La force du Capital disait Hubert Marcuse est dans l’uniformisation économico-technique non terroriste, tout en fonctionnant par la manipulation. Admettons toutefois que la vision statistique du Capital et celle du Syndicalisme ne sauraient puiser aux mêmes sources…Cela dit en tenant compte que les valeurs du travail et de la production méritent d’être repensées dans une vision élargie.

Cela dit en tenant compte de la nécessité de l’évolution du contrat social sans oublier les paroles d’Engels, à savoir : « le capital ne se soucie nullement de la santé ni de la vie de l’ouvrier à moins d’y être forcé par la société ». [x]
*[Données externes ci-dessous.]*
//! End-to-end scenarios for deploy-on-availability and readiness waits.

use std::time::Duration;

use skyhook::test_support::{ScriptedProvider, instance, ssh_key};
use skyhook::{
    CreateRequest, DeployError, DeployOrchestrator, DeployPlan, GpuKind, InstanceId,
    LifecycleController, LifecycleError, LifecycleState, Location, MonitorPlan, ProviderError,
    ResourceShape, default_locations,
};
use tokio::time::Instant;

fn deploy_plan(shape: ResourceShape, max_attempts: u32, wait_ready: bool) -> DeployPlan {
    DeployPlan {
        monitor: MonitorPlan {
            shape,
            interval: Duration::from_secs(30),
            max_attempts,
            locations: default_locations(),
        },
        create: CreateRequest {
            shape,
            image: String::from("ubuntu-24.04-cuda-12.8-open-docker"),
            hostname: None,
            volume_ids: Vec::new(),
            script_id: None,
        },
        wait_ready,
        ready_timeout: Duration::from_secs(60),
        poll_interval: Duration::from_secs(10),
    }
}

#[tokio::test(start_paused = true)]
async fn deploys_into_the_first_location_with_capacity() {
    let shape = ResourceShape::new(GpuKind::B300, 4);
    let provider = ScriptedProvider::new();
    provider.set_ssh_keys(vec![ssh_key("key-1")]);
    provider.push_probe(Ok(false)); // FIN-01
    provider.push_probe(Ok(true)); // FIN-02
    provider.push_create(Ok(instance("inst-1", LifecycleState::Pending)));
    provider.push_read_states(
        &instance("inst-1", LifecycleState::Pending),
        &[
            LifecycleState::Pending,
            LifecycleState::Pending,
            LifecycleState::Running,
        ],
    );
    let orchestrator = DeployOrchestrator::new(provider.clone(), "spot-gpu");
    let started = Instant::now();

    let deployment = orchestrator
        .deploy(&deploy_plan(shape, 5, true), |_| {})
        .await
        .unwrap_or_else(|err| panic!("deploy should succeed: {err}"));

    assert_eq!(deployment.attempt, 1);
    assert_eq!(deployment.availability.location, Some(Location::from("FIN-02")));
    assert_eq!(deployment.instance.state, LifecycleState::Running);

    let created = provider.created();
    let Some(spec) = created.first() else {
        panic!("exactly one create call expected");
    };
    assert_eq!(spec.sku.as_str(), "4B300.120V");
    assert_eq!(spec.location, Location::from("FIN-02"));
    assert!(spec.spot);
    assert!(
        spec.hostname.starts_with("spot-gpu-4x-"),
        "unexpected hostname: {}",
        spec.hostname
    );

    // Two readiness sleeps before the running read.
    assert_eq!(provider.read_count(), 3);
    assert_eq!(started.elapsed(), Duration::from_secs(20));
}

#[tokio::test(start_paused = true)]
async fn losing_the_capacity_race_is_reported_as_race_lost() {
    let shape = ResourceShape::new(GpuKind::B300, 1);
    let provider = ScriptedProvider::new();
    provider.set_ssh_keys(vec![ssh_key("key-1")]);
    provider.push_probe(Ok(true)); // FIN-01
    provider.push_create(Err(ProviderError::Api {
        status: 409,
        message: String::from("instance type not available"),
    }));
    let orchestrator = DeployOrchestrator::new(provider, "spot-gpu");

    let result = orchestrator.deploy(&deploy_plan(shape, 1, true), |_| {}).await;

    let Err(DeployError::RaceLost { location, .. }) = result else {
        panic!("expected a race-lost failure, got {result:?}");
    };
    assert_eq!(location, Location::from("FIN-01"));
}

#[tokio::test(start_paused = true)]
async fn missing_credentials_reject_the_claim_without_creating() {
    let shape = ResourceShape::new(GpuKind::B300, 1);
    let provider = ScriptedProvider::new();
    provider.push_probe(Ok(true));
    let orchestrator = DeployOrchestrator::new(provider.clone(), "spot-gpu");

    let result = orchestrator.deploy(&deploy_plan(shape, 1, true), |_| {}).await;

    assert!(matches!(
        result,
        Err(DeployError::Rejected(LifecycleError::NoCredential))
    ));
    assert!(provider.created().is_empty());
}

#[tokio::test(start_paused = true)]
async fn instance_entering_error_state_is_never_ready() {
    let shape = ResourceShape::new(GpuKind::B300, 1);
    let provider = ScriptedProvider::new();
    provider.set_ssh_keys(vec![ssh_key("key-1")]);
    provider.push_probe(Ok(true));
    provider.push_create(Ok(instance("inst-1", LifecycleState::Pending)));
    provider.push_read_states(
        &instance("inst-1", LifecycleState::Pending),
        &[LifecycleState::Pending, LifecycleState::Error],
    );
    let orchestrator = DeployOrchestrator::new(provider, "spot-gpu");

    let result = orchestrator.deploy(&deploy_plan(shape, 1, true), |_| {}).await;

    let Err(DeployError::NeverReady { instance: lost, source }) = result else {
        panic!("expected a never-ready failure, got {result:?}");
    };
    assert_eq!(lost.id, InstanceId::from("inst-1"));
    assert!(matches!(
        source,
        LifecycleError::EnteredErrorState { .. }
    ));
}

#[tokio::test(start_paused = true)]
async fn exhausted_budget_surfaces_the_attempt_count() {
    let shape = ResourceShape::new(GpuKind::B300, 1);
    let provider = ScriptedProvider::new();
    provider.set_ssh_keys(vec![ssh_key("key-1")]);
    let orchestrator = DeployOrchestrator::new(provider.clone(), "spot-gpu");

    let result = orchestrator.deploy(&deploy_plan(shape, 2, true), |_| {}).await;

    assert!(matches!(result, Err(DeployError::Exhausted { attempts: 2 })));
    assert!(provider.created().is_empty());
}

#[tokio::test(start_paused = true)]
async fn skipping_the_readiness_wait_returns_the_creation_snapshot() {
    let shape = ResourceShape::new(GpuKind::B300, 1);
    let provider = ScriptedProvider::new();
    provider.set_ssh_keys(vec![ssh_key("key-1")]);
    provider.push_probe(Ok(true));
    provider.push_create(Ok(instance("inst-1", LifecycleState::Pending)));
    let orchestrator = DeployOrchestrator::new(provider.clone(), "spot-gpu");

    let deployment = orchestrator
        .deploy(&deploy_plan(shape, 1, false), |_| {})
        .await
        .unwrap_or_else(|err| panic!("deploy should succeed: {err}"));

    assert_eq!(deployment.instance.state, LifecycleState::Pending);
    assert_eq!(provider.read_count(), 0);
}

#[tokio::test(start_paused = true)]
async fn readiness_wait_times_out_on_the_polling_cadence() {
    let provider = ScriptedProvider::new();
    let id = InstanceId::from("inst-1");
    provider.push_read_states(
        &instance("inst-1", LifecycleState::Pending),
        &[LifecycleState::Pending, LifecycleState::Pending],
    );
    let controller = LifecycleController::new(provider.clone(), "spot-gpu");
    let started = Instant::now();

    let result = controller
        .await_ready(&id, Duration::from_secs(20), Duration::from_secs(10))
        .await;

    let Err(LifecycleError::Timeout { waited_secs, .. }) = result else {
        panic!("expected a timeout, got {result:?}");
    };
    // Elapsed time is summed from the cadence, so a 20s budget with a 10s
    // poll makes exactly two reads.
    assert_eq!(waited_secs, 20);
    assert_eq!(provider.read_count(), 2);
    assert_eq!(started.elapsed(), Duration::from_secs(20));
}
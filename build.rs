//! Build script for generating the `skyhook` man page.
//!
//! The packaging pipeline expects the man page to be available from the
//! build output directory, so we generate it using clap-mangen here.

use std::env;
use std::fs::File;
use std::io::Write;
use std::path::PathBuf;

use clap::CommandFactory;
use clap_mangen::Man;

#[path = "src/cli/mod.rs"]
mod cli;

use cli::Cli;

fn main() -> Result<(), Box<dyn std::error::Error>> {
    let mut stdout = std::io::stdout();
    writeln!(stdout, "cargo:rerun-if-changed=build.rs")?;
    writeln!(stdout, "cargo:rerun-if-changed=src/cli/mod.rs")?;

    let out_dir =
        PathBuf::from(env::var_os("OUT_DIR").ok_or_else(|| {
            std::io::Error::new(std::io::ErrorKind::NotFound, "OUT_DIR was not set")
        })?);

    let mut buffer = Vec::new();
    Man::new(Cli::command()).render(&mut buffer)?;

    let mut file = File::create(out_dir.join("skyhook.1"))?;
    file.write_all(&buffer)?;

    Ok(())
}
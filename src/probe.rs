//! Spot capacity probing across candidate locations.
//!
//! The scan is sequential by design: first found wins, and stopping at the
//! first hit avoids wasted provider calls. A transport error in one
//! location is swallowed and treated as "not available there" so a
//! transient outage in one fault domain never blocks discovery of capacity
//! in another; when every location errors or reports false the aggregate
//! outcome is simply not-available, never an error.

use tracing::debug;

use crate::provider::{Location, Provider, ProviderError};
use crate::shape::{ResourceShape, Sku};

/// Ordered candidate locations scanned when the caller does not pin one.
pub const DEFAULT_LOCATIONS: [&str; 3] = ["FIN-01", "FIN-02", "FIN-03"];

/// Returns the default candidate set as owned [`Location`] values.
#[must_use]
pub fn default_locations() -> Vec<Location> {
    DEFAULT_LOCATIONS.iter().copied().map(Location::from).collect()
}

/// Result of one availability probe pass. Derived fresh per pass and never
/// persisted.
#[derive(Clone, Debug, Eq, PartialEq)]
pub struct AvailabilityOutcome {
    /// Whether any scanned location reported capacity.
    pub available: bool,
    /// First location that reported capacity, when available.
    pub location: Option<Location>,
    /// SKU that was probed.
    pub sku: Sku,
    /// Logical shape the SKU was resolved from.
    pub shape: ResourceShape,
}

impl AvailabilityOutcome {
    /// Outcome for capacity found at `location`.
    #[must_use]
    pub const fn found(location: Location, sku: Sku, shape: ResourceShape) -> Self {
        Self {
            available: true,
            location: Some(location),
            sku,
            shape,
        }
    }

    /// Outcome for no capacity anywhere in the scanned set.
    #[must_use]
    pub const fn not_found(sku: Sku, shape: ResourceShape) -> Self {
        Self {
            available: false,
            location: None,
            sku,
            shape,
        }
    }
}

/// Probes spot capacity through a [`Provider`].
#[derive(Clone, Debug)]
pub struct CapacityProber<P> {
    provider: P,
}

impl<P: Provider> CapacityProber<P> {
    /// Creates a prober over the given provider transport.
    #[must_use]
    pub const fn new(provider: P) -> Self {
        Self { provider }
    }

    /// Checks a single location for spot capacity.
    ///
    /// # Errors
    ///
    /// Returns [`ProviderError`] when the remote check itself fails. Callers
    /// scanning several locations should prefer [`Self::probe_any`], which
    /// applies the fail-open-per-location policy instead.
    pub async fn probe(&self, sku: &Sku, location: &Location) -> Result<bool, ProviderError> {
        self.provider.capacity_available(sku, true, location).await
    }

    /// Scans `locations` in order, short-circuiting on the first hit.
    ///
    /// Per-location transport errors are logged and treated as absence; the
    /// scan continues with the next location. This function never fails.
    pub async fn probe_any(
        &self,
        shape: ResourceShape,
        sku: &Sku,
        locations: &[Location],
    ) -> AvailabilityOutcome {
        for location in locations {
            match self.probe(sku, location).await {
                Ok(true) => {
                    debug!(%sku, %location, "spot capacity available");
                    return AvailabilityOutcome::found(location.clone(), sku.clone(), shape);
                }
                Ok(false) => {}
                Err(err) => {
                    debug!(%sku, %location, error = %err, "probe failed; treating as unavailable");
                }
            }
        }
        AvailabilityOutcome::not_found(sku.clone(), shape)
    }
}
[i] La révolution industrielle au XVIIIe siècle de Paul Mantoux – Éditions Guérin, p. 21.
[ii] L’objectif :  un syndicalisme sans frontières (Recto Verso – janvier/février 2002, p. 24)
[iii]  L’Italie poursuit son  inquiétante dérive – Journal Métro, 8 mai 2002, p. 10
[iv]  Confédération internationale des syndicats libres (CISL), 26 mars 2002
[v]  La grande transformation, aux origines politiques et économiques de notre temps, Gallimard, Paris, 1983, pp. 111-112
[vi]  Il s’agit d’un long fragment d’une pièce folklorique publiée dans : La révolution industrielle au XVIIIe siècle de Paul Mantoux – Éditions Genin, pp. 58-59).
[vii]  Pouvoir normatif et protection sociale (pp. 137-169) auteure : Johanne Poirier Revue canadienne Droit et Société (Volume 16, no 2, 2001).
[viii]  Le Capital – Marx – Éditions Garnier-Flammarion (1969) (page 194)
[ix]  Retour de la mal-vie (Le Monde diplomatique – décembre 2001 – Enquête de Martine Bulard)
[x]  Sur le Capital de Marx (page 116) Éditions du Progrès – Moscou – 1975.